What Is the Singularity?

Marty McFly had to explain lots of technological advances when he traveled back in time in "Back to the Future." (Photo: IMG Artists).

Picture yourself trying to explain the experience of streaming a movie to William Shakespeare.

First, you'd have to explain movies. Then you'd have to explain TVs (or computers, or tablets or mobile phones, or maybe even Google Glass). Then you'd probably have to explain the internet. And electricity. Maybe credit/debit cards and the modern banking system too. And at each stage of these explanations, there would be any number of tangents where our daily experience is so far removed from that of the Bard that you could talk on and on for hours without ever really conveying the original topic of conversation.

That, in essence, is at least one definition of a singularity: a moment in time where our technological and cultural realities have changed so drastically that our way of life would be incomprehensible to those who lived before that shift. The Industrial Revolution, the Enlightenment, the Agrarian Revolution — each of these could be defined as a singularity, based on the profound and lasting consequences they had on the very fabric of our societies.

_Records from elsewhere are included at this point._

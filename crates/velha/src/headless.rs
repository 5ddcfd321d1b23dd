//! Non-interactive commands: replay a move list, evaluate a board.

use serde::Serialize;
use tracing::{info, instrument, warn};
use velha_engine::{
    Board, GameState, Outcome, Player, evaluate, reset, try_apply_move, winning_line,
};

/// A move the engine refused during a replay.
#[derive(Debug, Clone, PartialEq, Eq, Serialize)]
pub struct RejectedMove {
    /// Position of the move in the input list (0-based).
    pub step: usize,
    /// Cell index that was requested.
    pub index: usize,
    /// Why it was refused.
    pub reason: String,
}

/// Result of replaying a list of moves from a fresh game.
#[derive(Debug, Clone, PartialEq, Eq, Serialize)]
pub struct ReplayReport {
    /// State after the last move.
    pub state: GameState,
    /// Moves that had no effect.
    pub rejected: Vec<RejectedMove>,
}

/// Result of evaluating a board.
#[derive(Debug, Clone, PartialEq, Eq, Serialize)]
pub struct EvalReport {
    /// The board that was evaluated.
    pub board: Board,
    /// Its outcome.
    pub outcome: Outcome,
    /// Cell indices of the winning line, if any.
    pub line: Option<[usize; 3]>,
    /// Cell indices still empty.
    pub open_cells: Vec<usize>,
}

/// Applies `moves` in order to a new game.
///
/// Rejected moves are recorded and skipped.
#[instrument]
pub fn replay(moves: &[usize]) -> ReplayReport {
    let mut state = reset();
    let mut rejected = Vec::new();

    for (step, &index) in moves.iter().enumerate() {
        match try_apply_move(&state, index) {
            Ok(next) => state = next,
            Err(e) => {
                warn!(step, index, error = %e, "Move rejected during replay");
                rejected.push(RejectedMove {
                    step,
                    index,
                    reason: e.to_string(),
                });
            }
        }
    }

    info!(outcome = %state.outcome(), rejected = rejected.len(), "Replay finished");
    ReplayReport { state, rejected }
}

/// Evaluates a board given in text form.
#[instrument(skip(board))]
pub fn eval(board: Board) -> EvalReport {
    let line = winning_line(&board).map(|(_, line)| line.map(|pos| pos.to_index()));
    let open_cells = board
        .empty_positions()
        .into_iter()
        .map(|pos| pos.to_index())
        .collect();
    EvalReport {
        board,
        outcome: evaluate(&board),
        line,
        open_cells,
    }
}

fn outcome_text(outcome: Outcome, to_move: Player) -> String {
    match outcome {
        Outcome::InProgress => format!("In progress, {} to move", to_move),
        Outcome::Win(player) => format!("Winner: {}", player),
        Outcome::Draw => "Draw".to_string(),
    }
}

impl ReplayReport {
    /// Human-readable rendering.
    pub fn to_text(&self) -> String {
        let mut out = format!("{}\n\n", self.state.board());
        for r in &self.rejected {
            out.push_str(&format!(
                "move {} (cell {}) ignored: {}\n",
                r.step + 1,
                r.index,
                r.reason
            ));
        }
        out.push_str(&outcome_text(self.state.outcome(), self.state.current_player()));
        out
    }
}

impl EvalReport {
    /// Human-readable rendering.
    pub fn to_text(&self) -> String {
        // Side to move on a legal in-progress board.
        let to_move = if self.board.marks(Player::X) > self.board.marks(Player::O) {
            Player::O
        } else {
            Player::X
        };
        let mut out = format!("{}\n\n{}", self.board, outcome_text(self.outcome, to_move));
        if let Some(line) = self.line {
            out.push_str(&format!(" (cells {:?})", line));
        }
        out
    }
}

#[cfg(test)]
mod tests {
    use super::*;

    #[test]
    fn test_replay_reports_rejections() {
        let report = replay(&[4, 4, 10, 0]);
        assert_eq!(report.rejected.len(), 2);
        assert_eq!(report.rejected[0].step, 1);
        assert_eq!(report.rejected[1].index, 10);
        assert_eq!(report.state.board().marks(Player::X), 1);
        assert_eq!(report.state.board().marks(Player::O), 1);
    }

    #[test]
    fn test_eval_reports_line() {
        let report = eval("XOO/.X./..X".parse().unwrap());
        assert_eq!(report.outcome, Outcome::Win(Player::X));
        assert_eq!(report.line, Some([0, 4, 8]));
        assert!(report.to_text().ends_with("Winner: X (cells [0, 4, 8])"));
    }

    #[test]
    fn test_replay_json_shape() {
        let json = serde_json::to_value(replay(&[4, 4, 0])).unwrap();
        assert_eq!(json["state"]["current_player"], "X");
        assert_eq!(json["state"]["outcome"], "InProgress");
        assert_eq!(json["rejected"].as_array().unwrap().len(), 1);
        assert_eq!(json["rejected"][0]["step"], 1);
        assert_eq!(json["rejected"][0]["index"], 4);
        assert_eq!(json["rejected"][0]["reason"], "Center is already occupied");
    }

    #[test]
    fn test_eval_json_shape() {
        let json = serde_json::to_value(eval("XOO/.X./..X".parse().unwrap())).unwrap();
        assert_eq!(json["outcome"]["Win"], "X");
        assert_eq!(json["line"], serde_json::json!([0, 4, 8]));
        assert_eq!(json["open_cells"], serde_json::json!([3, 5, 6, 7]));

        let json = serde_json::to_value(eval("XO./.../...".parse().unwrap())).unwrap();
        assert_eq!(json["outcome"], "InProgress");
        assert!(json["line"].is_null());
    }
}
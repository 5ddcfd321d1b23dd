//! Application state and logic.

use crate::config::Config;
use crate::input::{Intent, move_cursor};
use tracing::{debug, info, instrument};
use velha_engine::{Action, GameState, Outcome, Position, reduce};

/// Main application state.
///
/// Owns the one [`GameState`] of the session. Every change to it goes
/// through [`reduce`]; the rest is view state.
#[derive(Debug, Clone)]
pub struct App {
    state: GameState,
    cursor: Position,
    alert: Option<Outcome>,
    should_quit: bool,
    config: Config,
}

impl App {
    /// Creates a new application with a fresh game.
    #[instrument(skip(config))]
    pub fn new(config: Config) -> Self {
        Self {
            state: GameState::new(),
            cursor: Position::Center,
            alert: None,
            should_quit: false,
            config,
        }
    }

    /// Gets the current game state.
    pub fn state(&self) -> &GameState {
        &self.state
    }

    /// Gets the cursor position.
    pub fn cursor(&self) -> Position {
        self.cursor
    }

    /// The outcome awaiting acknowledgement, if an alert is up.
    pub fn alert(&self) -> Option<Outcome> {
        self.alert
    }

    /// True once the user asked to leave.
    pub fn should_quit(&self) -> bool {
        self.should_quit
    }

    /// Gets the shell configuration.
    pub fn config(&self) -> &Config {
        &self.config
    }

    /// Status line: the player to move, or the result.
    pub fn status_line(&self) -> String {
        match self.state.outcome() {
            Outcome::InProgress => format!("Current player: {}", self.state.current_player()),
            Outcome::Win(player) => format!("Winner: {}", player),
            Outcome::Draw => "Winner: Draw!".to_string(),
        }
    }

    /// Message shown in the end-of-game alert.
    pub fn alert_message(outcome: Outcome) -> String {
        match outcome {
            Outcome::Win(player) => format!("Player {} wins!", player),
            Outcome::Draw => "Draw!".to_string(),
            Outcome::InProgress => String::new(),
        }
    }

    /// Handles a user intent.
    ///
    /// While an alert is up only dismiss, reset and quit get through.
    #[instrument(skip(self), fields(alert = ?self.alert))]
    pub fn handle(&mut self, intent: Intent) {
        if self.alert.is_some()
            && !matches!(intent, Intent::Dismiss | Intent::Reset | Intent::Quit)
        {
            debug!("Ignoring input while alert is open");
            return;
        }

        match intent {
            Intent::MoveCursor(direction) => self.cursor = move_cursor(self.cursor, direction),
            Intent::PlaceAtCursor => self.select(self.cursor),
            Intent::Select(pos) => {
                self.cursor = pos;
                self.select(pos);
            }
            Intent::Reset => self.restart(),
            Intent::Dismiss => self.alert = None,
            Intent::Quit => {
                info!("User quit");
                self.should_quit = true;
            }
        }
    }

    fn select(&mut self, pos: Position) {
        let before = self.state;
        self.state = reduce(&before, Action::Select(pos.to_index()));
        if self.state == before {
            debug!(position = %pos, "Move had no effect");
            return;
        }

        let outcome = self.state.outcome();
        if outcome.is_terminal() {
            info!(%outcome, winner = ?outcome.winner(), "Game over");
            if *self.config.show_alert() {
                self.alert = Some(outcome);
            }
        }
    }

    /// Restarts the game.
    pub fn restart(&mut self) {
        debug!("Restarting game");
        self.state = reduce(&self.state, Action::Reset);
        self.cursor = Position::Center;
        self.alert = None;
    }
}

Another, narrower definition of the singularity refers to the rapid development of artificial intelligence (AI) and, specifically, the point in time when AI has advanced to such a level that it can design and replicate ever more sophisticated forms of AI that greatly outstrip the capabilities of the human mind. It's this version of the singularity, sometimes referred to as technological singularity, which many futurists, science fiction authors and technology theorists are focused on as they imagine the next paradigm shift in terms of human (and AI) experience.

Annalee Newitz has written a useful overview of thinking on the singularity over at io9, describing how any such development would rapidly and irreversibly gain a momentum of its own:

As we mentioned earlier, artificial intelligence is the technology that most people believe will usher in the singularity. Authors like Vinge and singulatarian Ray Kurzweil think AI will usher in the singularity for a twofold reason. First, creating a new form of intelligent life will completely change our understanding of ourselves as humans. Second, AI will allow us to develop new technologies so much faster than we could before that our civilization will transform rapidly. A corollary to AI is the development of robots who can work alongside - and beyond - humans.

Alongside AI and robotics, says Newitz, other areas of development to watch would be nanotechnology and the self-replicating molecular machine, and the field of genomics, where developments in medical technology and longevity research may radically transform not just how our children and grandchildren live, but how long they live too. (Some researchers have speculated that life spans of 150 years or more could be feasible in the not-too-distant future.)


One of the problems, of course, in discussing what the singularity may bring is that it is, by definition, inconceivable to us as we are products of a pre-singularity world. Similarly, the idea of tying down the singularity to any one specific moment in time becomes challenging because, despite the way we retell our historical narratives in terms of the Greatest Generation, or the Swinging Sixties, history does not divide itself neatly into generational units. A western millennial who has grown up around the internet and modern communication technology, for example, will have a very different grasp of coming technological shifts than her grandparents, who may still be figuring out how to submit a comment on Facebook. Similarly, a young farmer from rural Sudan may have an entirely different view of how we relate to technology than a Silicon Valley hipster.

Still, in terms of the larger narrative of human history, we can locate periods in our past where everything changed. By that, we don't just mean that the invention of the mechanical loom during the Industrial Revolution made weaving less labor intensive, but rather it transformed our very concept of how we manufacture goods. And that transformation, along with other similar technological developments, led to radical shifts in everything from politics to human settlement patterns to the distribution of capital and the make up of our basic family units.

What the next singularity will bring may indeed be almost impossible to predict. Whether one is coming, however, and coming soon, seems fairly uncontroversial at this point. Given the rapid advances in everything from computing to AI to renewable energy and biotechnology, our world is shifting at a rapid pace. I would be shocked if these changes do not result in radical shifts in how we live and organize ourselves that are every bit as revolutionary as the Industrial Revolution. Indeed, many of those changes may have already happened.

It'll just take us a while to recognize them.